» **Exercise instructions**: What is the number of lines in these entries that contain "KeyRegError"? State it alone.

Materials provided Start Marker

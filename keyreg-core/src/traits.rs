//! Common traits for KEYREG.
//!
//! These traits define the seams between the registry and the services it
//! calls, so alternative implementations can be injected in tests.

use crate::error::Result;
use crate::types::VerificationKey;

// ═══════════════════════════════════════════════════════════════════════════════
// KEY PARSING TRAIT
// ═══════════════════════════════════════════════════════════════════════════════

/// Converts raw encoded key bytes into a verification key.
///
/// The registry calls this lazily, at most once per key definition. A failure
/// is reported to the registry, which degrades the affected slot instead of
/// propagating the error to its caller.
pub trait KeyParser: Send + Sync {
    /// Parses one encoded public key.
    fn parse(&self, encoded: &[u8]) -> Result<VerificationKey>;
}

impl<F> KeyParser for F
where
    F: Fn(&[u8]) -> Result<VerificationKey> + Send + Sync,
{
    fn parse(&self, encoded: &[u8]) -> Result<VerificationKey> {
        self(encoded)
    }
}

#[cfg(test)]
mod tests {
    use super::*;
    use crate::error::KeyRegError;

    #[test]
    fn test_closure_parser() {
        let parser = |bytes: &[u8]| -> Result<VerificationKey> {
            Err(KeyRegError::KeyParse(format!("{} bytes", bytes.len())))
        };
        let err = KeyParser::parse(&parser, b"abc").unwrap_err();
        assert!(err.to_string().contains("3 bytes"));
    }
}
//! The process-wide key registry.

use std::sync::OnceLock;

use tracing::debug;

use keyreg_crypto::PemKeyParser;

use crate::registry::KeyRegistry;

static GLOBAL: OnceLock<KeyRegistry> = OnceLock::new();

/// Returns the process-wide registry, creating it on first call.
///
/// Construction happens exactly once even when several threads race here.
/// The registry lives until the process exits; it is never torn down.
pub fn global_instance() -> &'static KeyRegistry {
    GLOBAL.get_or_init(|| {
        debug!("Creating process-wide key registry");
        KeyRegistry::process_wide(PemKeyParser)
    })
}

#[cfg(test)]
mod tests {
    use super::*;
    use keyreg_core::types::{SlotState, VerificationKey};

    #[test]
    fn test_global_instance_is_unique() {
        let ptrs: Vec<usize> = std::thread::scope(|s| {
            let handles: Vec<_> = (0..8)
                .map(|_| s.spawn(|| global_instance() as *const KeyRegistry as usize))
                .collect();
            handles.into_iter().map(|h| h.join().unwrap()).collect()
        });

        assert!(ptrs.iter().all(|&p| p == ptrs[0]));
        assert!(std::ptr::eq(global_instance(), KeyRegistry::global_instance()));
    }

    #[test]
    fn test_global_instance_keeps_state() {
        let key = k256::ecdsa::SigningKey::from_slice(&[0x5a; 32]).unwrap();
        // High index so other tests sharing the process-wide instance are unaffected.
        global_instance().set_key(1000, VerificationKey::new(*key.verifying_key()), 42);

        assert!(global_instance().count() > 1000);
        assert_eq!(global_instance().slot_state(1000), SlotState::Pinned);
        assert_eq!(global_instance().get_generated_time(1000), 42);
    }
}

Materials provided End Marker

» **Exercise answer**: 2